As contas do governo federal, divulgadas pelo Tesouro nesta semana, foram outro ponto de discórdia. Aumentaram os gastos das estatais, sob controle de Serra.
E a Fazenda diz que fez sua parte, contendo os gastos do governo federal. Finalmente, nesta semana, representantes da Fazenda e do BC fizeram verdadeira campanha pelo avanço das privatizações.
A teoria é a seguinte: a política de juros altos, arrocho no crédito e no consumo derruba a inflação e a mantém baixa. Mas não garante a retomada do crescimento, pois não resolve o desequilíbrio estrutural das contas públicas.

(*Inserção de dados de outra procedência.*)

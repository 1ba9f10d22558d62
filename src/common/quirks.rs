//! Per-provider protocol deviations, expressed as data.
//!
//! Real CalDAV servers disagree on details the RFCs leave soft: whether
//! ETags keep their surrounding quotes, whether response elements carry a
//! resolvable `DAV:` namespace, whether text properties arrive wrapped in
//! literal CDATA markers, and how quickly a freshly written resource becomes
//! readable. A [`QuirkProfile`] captures those choices as a plain value the
//! host selects by inspecting the server URL and passes into the client —
//! no subclassing, no global registry.

use serde::{Deserialize, Serialize};

/// Authentication scheme the transport should use.
#[derive(Debug, Clone, Copy, PartialEq, Eq, Serialize, Deserialize)]
pub enum AuthScheme {
    Basic,
    Bearer,
}

/// Table-driven description of one provider's protocol behavior.
#[derive(Debug, Clone, PartialEq, Eq, Serialize, Deserialize)]
pub struct QuirkProfile {
    /// Strip one layer of enclosing double quotes from every ETag read off
    /// the wire (headers and `getetag` properties alike).
    pub strip_etag_quotes: bool,
    /// Accept response elements whose namespace cannot be resolved, matching
    /// them by local name only. iCloud has been observed emitting such
    /// bodies.
    pub dav_namespace_lenient: bool,
    /// Strip a literal `<![CDATA[...]]>` wrapper left inside property text
    /// by servers that double-encode.
    pub unwrap_cdata: bool,
    /// Authentication scheme expected by the provider.
    pub auth: AuthScheme,
    /// How many bounded-backoff read attempts to spend confirming that a
    /// write became visible. Zero disables the confirmation loop.
    pub post_write_read_retries: u32,
}

impl QuirkProfile {
    /// Strict RFC 4791/6578 behavior, no tolerance. The default.
    pub fn rfc_strict() -> Self {
        Self {
            strip_etag_quotes: false,
            dav_namespace_lenient: false,
            unwrap_cdata: false,
            auth: AuthScheme::Basic,
            post_write_read_retries: 0,
        }
    }

    /// iCloud: app-specific passwords over Basic auth, quoted ETags that are
    /// better stored bare, occasional namespace-less response elements and
    /// CDATA-wrapped text, and eventually-consistent reads after writes.
    pub fn icloud() -> Self {
        Self {
            strip_etag_quotes: true,
            dav_namespace_lenient: true,
            unwrap_cdata: true,
            auth: AuthScheme::Basic,
            post_write_read_retries: 3,
        }
    }

    /// Google Calendar: OAuth bearer tokens, otherwise RFC-conforming
    /// responses.
    pub fn google() -> Self {
        Self {
            strip_etag_quotes: false,
            dav_namespace_lenient: false,
            unwrap_cdata: false,
            auth: AuthScheme::Bearer,
            post_write_read_retries: 0,
        }
    }

    /// Convenience selector for hosts that dispatch on the server URL.
    pub fn for_url(url: &str) -> Self {
        let lower = url.to_ascii_lowercase();
        if lower.contains("icloud.com") {
            Self::icloud()
        } else if lower.contains("google.com") || lower.contains("googleapis.com") {
            Self::google()
        } else {
            Self::rfc_strict()
        }
    }

    /// Normalize an ETag read from the wire according to this profile.
    ///
    /// Idempotent: a bare tag passes through unchanged.
    pub fn normalize_etag(&self, raw: &str) -> String {
        let trimmed = raw.trim();
        if self.strip_etag_quotes {
            if let Some(inner) = trimmed
                .strip_prefix('"')
                .and_then(|rest| rest.strip_suffix('"'))
            {
                return inner.to_string();
            }
        }
        trimmed.to_string()
    }
}

impl Default for QuirkProfile {
    fn default() -> Self {
        Self::rfc_strict()
    }
}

A privatização resolve. O dinheiro que entra serve para abater as dívidas históricas do governo.
Eliminadas essas dívidas, do ponto de vista da Fazenda/BC, será então possível praticar uma política monetária menos austera. Hoje, reduzir juros substancialmente e elevar o dólar só provocaria mais inflação, e não retomada sustentada do crescimento.

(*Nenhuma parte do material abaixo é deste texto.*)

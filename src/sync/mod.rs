pub mod engine;
pub mod state;
pub mod traits;

pub use engine::{SyncEngine, SyncPhase, SyncReport};
pub use state::{FailureTracker, SyncOptions, SyncState};
pub use traits::{LocalEvent, LocalEventProvider, SyncResultHandler};
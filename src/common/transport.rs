//! The HTTP transport seam.
//!
//! The protocol layers above never talk to a socket directly: they hand an
//! [`HttpRequest`] to an [`HttpTransport`] and get back a fully aggregated,
//! already decompressed [`HttpResponse`] (or a [`TransportError`]). The
//! production implementation is [`crate::common::hyper::HyperTransport`];
//! tests substitute a scripted transport.

use async_trait::async_trait;
use bytes::Bytes;
use hyper::{HeaderMap, Method};
use std::time::Duration;
use thiserror::Error;

use crate::common::error::DavError;

/// Hard ceiling on aggregated (decompressed) response bodies. Responses
/// beyond this are refused to prevent memory exhaustion.
pub const MAX_RESPONSE_BYTES: usize = 10 * 1024 * 1024;

/// Transport tuning knobs. The defaults match the documented contract:
/// connect 30 s, read 300 s, write 60 s, two bounded retries with
/// 500–2000 ms backoff for transient faults.
#[derive(Debug, Clone)]
pub struct TransportConfig {
    pub connect_timeout: Duration,
    pub read_timeout: Duration,
    pub write_timeout: Duration,
    pub max_retries: u32,
    pub retry_backoff_min: Duration,
    pub retry_backoff_max: Duration,
    pub max_response_bytes: usize,
    pub max_redirects: u32,
    pub user_agent: String,
}

impl Default for TransportConfig {
    fn default() -> Self {
        Self {
            connect_timeout: Duration::from_secs(30),
            read_timeout: Duration::from_secs(300),
            write_timeout: Duration::from_secs(60),
            max_retries: 2,
            retry_backoff_min: Duration::from_millis(500),
            retry_backoff_max: Duration::from_millis(2000),
            max_response_bytes: MAX_RESPONSE_BYTES,
            max_redirects: 5,
            user_agent: concat!("caldav-sync-rs/", env!("CARGO_PKG_VERSION")).to_string(),
        }
    }
}

/// Credentials handed to the transport. The scheme is chosen by the active
/// [`crate::common::quirks::QuirkProfile`].
#[derive(Debug, Clone, PartialEq, Eq)]
pub enum Credentials {
    None,
    Basic { username: String, password: String },
    Bearer { token: String },
}

/// One outbound request: method, absolute URL, headers, optional body.
#[derive(Debug, Clone)]
pub struct HttpRequest {
    pub method: Method,
    pub url: String,
    pub headers: HeaderMap,
    pub body: Option<Bytes>,
}

impl HttpRequest {
    pub fn new(method: Method, url: impl Into<String>) -> Self {
        Self {
            method,
            url: url.into(),
            headers: HeaderMap::new(),
            body: None,
        }
    }

    pub fn with_header(mut self, name: &'static str, value: &str) -> Self {
        if let Ok(v) = hyper::header::HeaderValue::from_str(value) {
            self.headers
                .insert(hyper::header::HeaderName::from_static(name), v);
        }
        self
    }

    pub fn with_body(mut self, body: Bytes) -> Self {
        self.body = Some(body);
        self
    }

    pub fn header(&self, name: &str) -> Option<&str> {
        self.headers.get(name).and_then(|v| v.to_str().ok())
    }
}

/// One inbound response, body aggregated and decompressed.
#[derive(Debug, Clone)]
pub struct HttpResponse {
    pub status: u16,
    pub headers: HeaderMap,
    pub body: Bytes,
}

impl HttpResponse {
    pub fn new(status: u16) -> Self {
        Self {
            status,
            headers: HeaderMap::new(),
            body: Bytes::new(),
        }
    }

    pub fn with_header(mut self, name: &'static str, value: &str) -> Self {
        if let Ok(v) = hyper::header::HeaderValue::from_str(value) {
            self.headers
                .insert(hyper::header::HeaderName::from_static(name), v);
        }
        self
    }

    pub fn with_body(mut self, body: impl Into<Bytes>) -> Self {
        self.body = body.into();
        self
    }

    pub fn header(&self, name: &str) -> Option<&str> {
        self.headers.get(name).and_then(|v| v.to_str().ok())
    }

    /// Raw `ETag` header value, if present. Quirk-level normalization is the
    /// caller's business.
    pub fn etag(&self) -> Option<String> {
        self.header("etag").map(str::to_string)
    }

    pub fn is_success(&self) -> bool {
        (200..300).contains(&self.status)
    }

    pub fn body_text(&self) -> String {
        String::from_utf8_lossy(&self.body).into_owned()
    }
}

/// Faults below the HTTP layer. Anything that did produce a status code is
/// not a transport error; it comes back as a regular [`HttpResponse`].
#[derive(Debug, Clone, Error)]
pub enum TransportError {
    #[error("network error: {0}")]
    Network(String),
    #[error("request timed out")]
    Timeout,
    #[error("response exceeds {limit} bytes")]
    TooLarge { limit: usize },
}

impl From<TransportError> for DavError {
    fn from(err: TransportError) -> Self {
        match err {
            TransportError::Network(msg) => DavError::Network(msg),
            TransportError::Timeout => DavError::Network("request timed out".to_string()),
            TransportError::TooLarge { .. } => DavError::http(0, "response too large"),
        }
    }
}

/// The transport contract. Implementations own connection pooling, TLS,
/// redirects (preserving `Authorization`), transient retries, `Retry-After`,
/// and response decompression; callers see only the terminal outcome.
#[async_trait]
pub trait HttpTransport: Send + Sync {
    async fn execute(&self, request: HttpRequest) -> Result<HttpResponse, TransportError>;
}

Já no pólo Seplan, a política de juros e câmbio é recessiva, destrói a economia e aumenta a própria dívida do governo. Isso porque quanto mais altos os juros, maiores as despesas do governo, um grande devedor.

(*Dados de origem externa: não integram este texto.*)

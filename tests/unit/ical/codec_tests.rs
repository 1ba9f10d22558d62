use caldav_sync_rs::ical::codec::{generate, parse};
use caldav_sync_rs::ical::{
    Alarm, CalAddress, CalDateTime, Event, EventStatus, IcalError, Property, Transparency,
};
use chrono::{NaiveDate, TimeZone, Utc};

fn parse_one(text: &str) -> Event {
    let mut events = parse(text).expect("parse succeeds");
    assert_eq!(events.len(), 1, "expected exactly one event");
    events.remove(0)
}

#[test]
fn parses_a_basic_event() {
    let ics = "BEGIN:VCALENDAR\r\n\
VERSION:2.0\r\n\
PRODID:-//Test//Test//EN\r\n\
BEGIN:VEVENT\r\n\
UID:test-123\r\n\
DTSTAMP:20240101T090000Z\r\n\
DTSTART:20240101T100000Z\r\n\
DTEND:20240101T110000Z\r\n\
SUMMARY:Test Event\r\n\
DESCRIPTION:Test Description\r\n\
LOCATION:Test Location\r\n\
STATUS:CONFIRMED\r\n\
TRANSP:OPAQUE\r\n\
SEQUENCE:3\r\n\
END:VEVENT\r\n\
END:VCALENDAR\r\n";

    let event = parse_one(ics);
    assert_eq!(event.uid, "test-123");
    assert_eq!(event.summary.as_deref(), Some("Test Event"));
    assert_eq!(event.description.as_deref(), Some("Test Description"));
    assert_eq!(event.location.as_deref(), Some("Test Location"));
    assert_eq!(event.status, Some(EventStatus::Confirmed));
    assert_eq!(event.transparency, Some(Transparency::Opaque));
    assert_eq!(event.sequence, 3);
    assert_eq!(
        event.dtstart,
        Some(CalDateTime::Utc(
            Utc.with_ymd_and_hms(2024, 1, 1, 10, 0, 0).unwrap()
        ))
    );
    assert!(!event.is_all_day());
    assert_eq!(
        event.dtstamp,
        Some(Utc.with_ymd_and_hms(2024, 1, 1, 9, 0, 0).unwrap())
    );
}

#[test]
fn parses_all_day_and_timezone_forms() {
    let ics = "BEGIN:VCALENDAR\r\n\
BEGIN:VEVENT\r\n\
UID:allday@x\r\n\
DTSTART;VALUE=DATE:20240101\r\n\
DTEND;VALUE=DATE:20240102\r\n\
END:VEVENT\r\n\
BEGIN:VEVENT\r\n\
UID:zoned@x\r\n\
DTSTART;TZID=America/New_York:20240101T100000\r\n\
DTEND;TZID=America/New_York:20240101T110000\r\n\
END:VEVENT\r\n\
BEGIN:VEVENT\r\n\
UID:floating@x\r\n\
DTSTART:20240101T100000\r\n\
DTEND:20240101T110000\r\n\
END:VEVENT\r\n\
END:VCALENDAR\r\n";

    let events = parse(ics).expect("parse succeeds");
    assert_eq!(events.len(), 3);

    assert!(events[0].is_all_day());
    assert_eq!(
        events[0].dtstart,
        Some(CalDateTime::Date(
            NaiveDate::from_ymd_opt(2024, 1, 1).unwrap()
        ))
    );

    match &events[1].dtstart {
        Some(CalDateTime::Zoned { tzid, .. }) => assert_eq!(tzid, "America/New_York"),
        other => panic!("expected zoned dtstart, got {other:?}"),
    }

    assert!(matches!(
        events[2].dtstart,
        Some(CalDateTime::Floating(_))
    ));
}

#[test]
fn unescapes_text_and_splits_categories() {
    let ics = "BEGIN:VCALENDAR\r\n\
BEGIN:VEVENT\r\n\
UID:esc@x\r\n\
DTSTART:20240101T100000Z\r\n\
DTEND:20240101T110000Z\r\n\
SUMMARY:Lunch\\, then planning\\nwith the team\r\n\
CATEGORIES:Work,Food \\& Drink\r\n\
END:VEVENT\r\n\
END:VCALENDAR\r\n";

    let event = parse_one(ics);
    assert_eq!(
        event.summary.as_deref(),
        Some("Lunch, then planning\nwith the team")
    );
    assert_eq!(event.categories, vec!["Work", "Food & Drink"]);
}

#[test]
fn unfolds_continuation_lines() {
    let ics = "BEGIN:VCALENDAR\r\n\
BEGIN:VEVENT\r\n\
UID:folded@x\r\n\
DTSTART:20240101T100000Z\r\n\
DTEND:20240101T110000Z\r\n\
SUMMARY:A summary that was fol\r\n ded across two lines\r\n\
END:VEVENT\r\n\
END:VCALENDAR\r\n";

    let event = parse_one(ics);
    assert_eq!(
        event.summary.as_deref(),
        Some("A summary that was folded across two lines")
    );
}

#[test]
fn generated_lines_fold_at_75_octets_and_survive_reparse() {
    let mut event = crate::util::sample_event("fold@x");
    event.summary = Some("An extremely long summary line that will certainly exceed the seventy-five octet folding limit of RFC 5545 content lines".to_string());

    let text = generate(&event);
    for line in text.split("\r\n") {
        assert!(line.len() <= 75, "line exceeds fold limit: {line:?}");
    }

    let reparsed = parse_one(&text);
    assert_eq!(reparsed.summary, event.summary);
}

#[test]
fn multiple_exdates_accumulate() {
    let ics = "BEGIN:VCALENDAR\r\n\
BEGIN:VEVENT\r\n\
UID:rec@x\r\n\
DTSTART:20240101T100000Z\r\n\
DTEND:20240101T110000Z\r\n\
RRULE:FREQ=WEEKLY;BYDAY=MO\r\n\
EXDATE:20240108T100000Z,20240115T100000Z\r\n\
EXDATE:20240122T100000Z\r\n\
END:VEVENT\r\n\
END:VCALENDAR\r\n";

    let event = parse_one(ics);
    assert_eq!(event.rrule.as_deref(), Some("FREQ=WEEKLY;BYDAY=MO"));
    assert_eq!(event.exdates.len(), 3);
}

#[test]
fn recurrence_override_carries_recurrence_id() {
    let ics = "BEGIN:VCALENDAR\r\n\
BEGIN:VEVENT\r\n\
UID:master@x\r\n\
DTSTART:20240101T100000Z\r\n\
DTEND:20240101T110000Z\r\n\
RRULE:FREQ=DAILY\r\n\
END:VEVENT\r\n\
BEGIN:VEVENT\r\n\
UID:master@x\r\n\
RECURRENCE-ID:20240102T100000Z\r\n\
DTSTART:20240102T120000Z\r\n\
DTEND:20240102T130000Z\r\n\
SUMMARY:Moved instance\r\n\
END:VEVENT\r\n\
END:VCALENDAR\r\n";

    let events = parse(ics).expect("parse succeeds");
    assert_eq!(events.len(), 2);
    assert!(events[0].recurrence_id.is_none());
    assert!(events[1].recurrence_id.is_some());
    assert_eq!(events[0].uid, events[1].uid);
}

#[test]
fn skips_vtimezone_components() {
    let ics = "BEGIN:VCALENDAR\r\n\
BEGIN:VTIMEZONE\r\n\
TZID:Europe/Berlin\r\n\
BEGIN:STANDARD\r\n\
DTSTART:19701025T030000\r\n\
END:STANDARD\r\n\
END:VTIMEZONE\r\n\
BEGIN:VEVENT\r\n\
UID:tz@x\r\n\
DTSTART;TZID=Europe/Berlin:20240101T100000\r\n\
DTEND;TZID=Europe/Berlin:20240101T110000\r\n\
END:VEVENT\r\n\
END:VCALENDAR\r\n";

    let event = parse_one(ics);
    assert_eq!(event.uid, "tz@x");
}

#[test]
fn missing_uid_is_an_error() {
    let ics = "BEGIN:VCALENDAR\r\nBEGIN:VEVENT\r\nDTSTART:20240101T100000Z\r\nEND:VEVENT\r\nEND:VCALENDAR\r\n";
    assert!(matches!(
        parse(ics),
        Err(IcalError::MissingProperty("UID"))
    ));
}

#[test]
fn non_calendar_text_is_an_error() {
    assert!(matches!(
        parse("hello: world\r\n"),
        Err(IcalError::NotCalendar)
    ));
    assert!(matches!(
        parse("BEGIN:VCALENDAR\r\nBEGIN:VEVENT\r\nUID:u@x\r\n"),
        Err(IcalError::Unterminated(_))
    ));
}

#[test]
fn round_trips_a_fully_featured_event() {
    let mut event = Event::new("full@example.com");
    event.summary = Some("Board meeting, Q2".to_string());
    event.description = Some("Agenda:\n- budget\n- hiring".to_string());
    event.location = Some("HQ; room 4".to_string());
    event.status = Some(EventStatus::Tentative);
    event.transparency = Some(Transparency::Transparent);
    event.sequence = 2;
    event.dtstart = Some(CalDateTime::Zoned {
        local: NaiveDate::from_ymd_opt(2024, 6, 1)
            .unwrap()
            .and_hms_opt(9, 30, 0)
            .unwrap(),
        tzid: "Europe/Berlin".to_string(),
    });
    event.dtend = Some(CalDateTime::Zoned {
        local: NaiveDate::from_ymd_opt(2024, 6, 1)
            .unwrap()
            .and_hms_opt(11, 0, 0)
            .unwrap(),
        tzid: "Europe/Berlin".to_string(),
    });
    event.rrule = Some("FREQ=MONTHLY;BYMONTHDAY=1".to_string());
    event.exdates = vec![CalDateTime::Zoned {
        local: NaiveDate::from_ymd_opt(2024, 7, 1)
            .unwrap()
            .and_hms_opt(9, 30, 0)
            .unwrap(),
        tzid: "Europe/Berlin".to_string(),
    }];
    event.categories = vec!["Work".to_string(), "Finance, strategy".to_string()];
    event.organizer = Some(CalAddress {
        value: "mailto:boss@example.com".to_string(),
        params: vec![("CN".to_string(), "The Boss".to_string())],
    });
    event.attendees = vec![CalAddress {
        value: "mailto:dev@example.com".to_string(),
        params: vec![
            ("CN".to_string(), "Dev, Senior".to_string()),
            ("PARTSTAT".to_string(), "ACCEPTED".to_string()),
        ],
    }];
    event.color = Some("tomato".to_string());
    event.dtstamp = Some(Utc.with_ymd_and_hms(2024, 5, 20, 8, 0, 0).unwrap());
    event.created = Some(Utc.with_ymd_and_hms(2024, 5, 1, 8, 0, 0).unwrap());
    event.last_modified = Some(Utc.with_ymd_and_hms(2024, 5, 21, 8, 0, 0).unwrap());
    event.url = Some("https://example.com/meetings/42".to_string());
    event.alarms = vec![Alarm {
        properties: vec![
            Property::new("ACTION", "DISPLAY"),
            Property::new("TRIGGER", "-PT10M"),
            Property::new("DESCRIPTION", "Reminder"),
        ],
    }];
    event.extra_properties = vec![Property {
        name: "X-APPLE-TRAVEL-ADVISORY-BEHAVIOR".to_string(),
        params: vec![],
        value: "AUTOMATIC".to_string(),
    }];

    let text = generate(&event);
    let reparsed = parse_one(&text);
    assert_eq!(reparsed, event);
}

#[test]
fn round_trips_an_all_day_event() {
    let mut event = Event::new("allday@example.com");
    event.summary = Some("Company holiday".to_string());
    event.dtstart = Some(CalDateTime::Date(
        NaiveDate::from_ymd_opt(2024, 12, 24).unwrap(),
    ));
    event.dtend = Some(CalDateTime::Date(
        NaiveDate::from_ymd_opt(2024, 12, 27).unwrap(),
    ));

    let text = generate(&event);
    assert!(text.contains("DTSTART;VALUE=DATE:20241224"));
    let reparsed = parse_one(&text);
    assert_eq!(reparsed, event);
    assert!(reparsed.is_all_day());
}

#[test]
fn round_trips_duration_instead_of_dtend() {
    let mut event = Event::new("dur@example.com");
    event.dtstart = Some(CalDateTime::Utc(
        Utc.with_ymd_and_hms(2024, 3, 1, 9, 0, 0).unwrap(),
    ));
    event.duration = Some("PT45M".to_string());

    let text = generate(&event);
    assert!(text.contains("DURATION:PT45M"));
    let reparsed = parse_one(&text);
    assert_eq!(reparsed, event);
}

#[test]
fn quoted_parameter_values_round_trip() {
    let ics = "BEGIN:VCALENDAR\r\n\
BEGIN:VEVENT\r\n\
UID:q@x\r\n\
DTSTART:20240101T100000Z\r\n\
DTEND:20240101T110000Z\r\n\
ATTENDEE;CN=\"Smith, Jane\";ROLE=REQ-PARTICIPANT:mailto:jane@example.com\r\n\
END:VEVENT\r\n\
END:VCALENDAR\r\n";

    let event = parse_one(ics);
    assert_eq!(event.attendees.len(), 1);
    assert_eq!(event.attendees[0].common_name(), Some("Smith, Jane"));

    let text = generate(&event);
    assert!(text.contains("CN=\"Smith, Jane\""));
    let reparsed = parse_one(&text);
    assert_eq!(reparsed.attendees, event.attendees);
}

Quando o pessoal da Fazenda cobra privatizações, o pessoal da Seplan diz que o BC gasta uma Vale do Rio Doce em poucos meses de juros altos.
Obviamente, cada pólo de poder estimula pressões sobre o ministro do outro lado. E assim sucedem-se ondas contra um e outro.
No início do governo FHC, os meios políticos davam como certo que, em poucos meses, Serra engoliria Malan. Mas o ministro da Fazenda, estimulado diretamente pelo presidente FHC, saiu a campo e efetivamente ocupou seu espaço na política econômica.
Como a Folha ouviu de assessores de FHC e ministros: Malan assumiu e está gostando muito de exercer o poder.
Parece que o objetivo de FHC foi exatamente o de ter os dois pólos, de modo a impedir um poder muito forte na área econômica. Assim, ele deixa correr as divergências e, quando elas não se resolvem, desempata.
Na semana passada, quando cresceu a pressão contra Malan, membros do primeiro escalão da Fazenda e do BC não manifestaram insegurança. Em conversas informais, explicaram que FHC, sempre que precisou intervir, desempatou a favor da política que mantém a inflação baixa, seu principal eleitor.
"E é aqui que se segura a inflação", se ouve na Fazenda e no BC.